D iesel have long been considered the first choice among car buyers when it comes to to save fuel. With the emissions scandal, however, the diesel engine fell into disrepute and has lost its attractiveness with customers. Impending driving bans in various metropolises also make car buyers squint for alternatives.
Fewer emissions and 30% more economical than diesel
One of them could be natural gas, because cars fueled with CNG (Compressed Natural Gas) are cheap and environmentally friendly. In addition, natural gas has a higher energy density than gasoline. Another advantage is its exhaust emissions. If fossil natural gas is burned in the engine, the vehicle emits significantly less CO2 and practically no pollutants such as fine dust, soot particles and nitrogen oxides. If you use biofuels such as biomethane or synthetic methane as fuel, CNG vehicles are almost climate-neutral.
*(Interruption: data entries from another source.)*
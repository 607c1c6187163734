use rusqlite::Connection;

use crate::DbError;

pub fn run(conn: &Connection) -> Result<(), DbError> {
    conn.execute_batch(
        "
        CREATE TABLE IF NOT EXISTS categories (
            id          TEXT PRIMARY KEY,
            name        TEXT NOT NULL,
            color       TEXT NOT NULL CHECK(length(trim(color)) > 0),
            icon        TEXT NOT NULL CHECK(length(trim(icon)) > 0),
            created_at  TEXT NOT NULL
        );
        CREATE UNIQUE INDEX IF NOT EXISTS idx_categories_name
            ON categories(name COLLATE NOCASE);
        ",
    )?;
    Ok(())
}
use std::path::PathBuf;

use clap::Parser;
use tally_core::Palette;

use crate::workflow::RefreshPolicy;

#[derive(Debug, Parser)]
#[command(name = "tally", about = "Browse and create spending categories")]
pub struct TuiConfig {
    /// SQLite database file
    #[arg(long, env = "TALLY_DB")]
    pub db: Option<PathBuf>,

    /// Comma-separated color tokens offered by the color picker
    #[arg(long, env = "TALLY_COLORS", value_delimiter = ',')]
    pub colors: Option<Vec<String>>,

    /// Comma-separated icon tokens offered by the icon picker
    #[arg(long, env = "TALLY_ICONS", value_delimiter = ',')]
    pub icons: Option<Vec<String>>,

    /// Re-fetch the list whenever the creation form closes, even on cancel
    #[arg(long, env = "TALLY_REFRESH_ON_CANCEL")]
    pub refresh_on_cancel: bool,

    /// Run as a picker: choosing a category prints it as JSON and exits
    #[arg(long)]
    pub pick: bool,

    /// Log file (the terminal belongs to the UI)
    #[arg(long, env = "TALLY_LOG_FILE")]
    pub log_file: Option<PathBuf>,
}

impl TuiConfig {
    pub fn palette(&self) -> Palette {
        let clean = |tokens: &Option<Vec<String>>| {
            tokens.as_ref().map(|list| {
                list.iter()
                    .map(|t| t.trim().to_string())
                    .filter(|t| !t.is_empty())
                    .collect::<Vec<_>>()
            })
        };
        Palette::with_overrides(clean(&self.colors), clean(&self.icons))
    }

    pub fn refresh_policy(&self) -> RefreshPolicy {
        if self.refresh_on_cancel {
            RefreshPolicy::OnEveryClose
        } else {
            RefreshPolicy::OnSuccess
        }
    }

    pub fn db_path(&self) -> PathBuf {
        self.db.clone().unwrap_or_else(tally_db::default_db_path)
    }

    pub fn log_path(&self) -> PathBuf {
        self.log_file
            .clone()
            .unwrap_or_else(|| tally_db::data_dir().join("tally.log"))
    }
}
The bottom line is that natural gas cars consume around 50 percent less than a gasoline engine and 30 percent less than a diesel. Potential natural gas drivers have to change the price of gas stations. Unlike petrol or diesel, this is not given per liter but per kilogram. This is currently (mid-September 2017) around one euro. Converted to one liter of super, the price is 70 cents. If the current natural gas models consume around 3 to 5 kg /100 kilometers, the fuel costs for a 100-kilometer route are 3 to 5 euros. The low CO2 emissions also ensure a low vehicle tax.
Provides planning securityNatural gas customers the extension of the tax reduction on natural gas, decided by the federal government in June
until the year 2026, whereby the amount of the reduction is to be reduced from 2024.
Natural gas cars for almost every claim
Anyone who buys a car with natural gas drive from the factory also drives with a full factory warranty. The basic prices for a natural gas model are usually just above those of comparable diesel models. The current range of the carmaker covers almost all requirements from small cars, compacts and high-roof station wagons to mid-range models (also as station wagons). Even sporty natures will find corresponding offers in engines with up to 170 hp and a top speed of up to 226 km /h.
Natural gas drivers are also increasingly relieved of the fear of looking for a gas station. There are already around 900 CNG filling stations in Germany. And the filling station network is hardly less dense in other European countries either, but adapters may be necessary for the refueling process. When looking for the right column, apps and petrol station finders such as mehr-tanken.de.
It takes just as long to refuel a CNG vehicle as it does for diesel or gasoline, i.e. around three to five minutes. When it comes to safety, there is no increased risk with natural gas vehicles. The operating pressure of the tanks is 200 bar, but the storage tanks are tested up to 600 bar. Corrosion damage and its consequences, as befell some VW models, are almost impossible for the future, as most manufacturers now rely on corrosion-free composite materials for their tanks.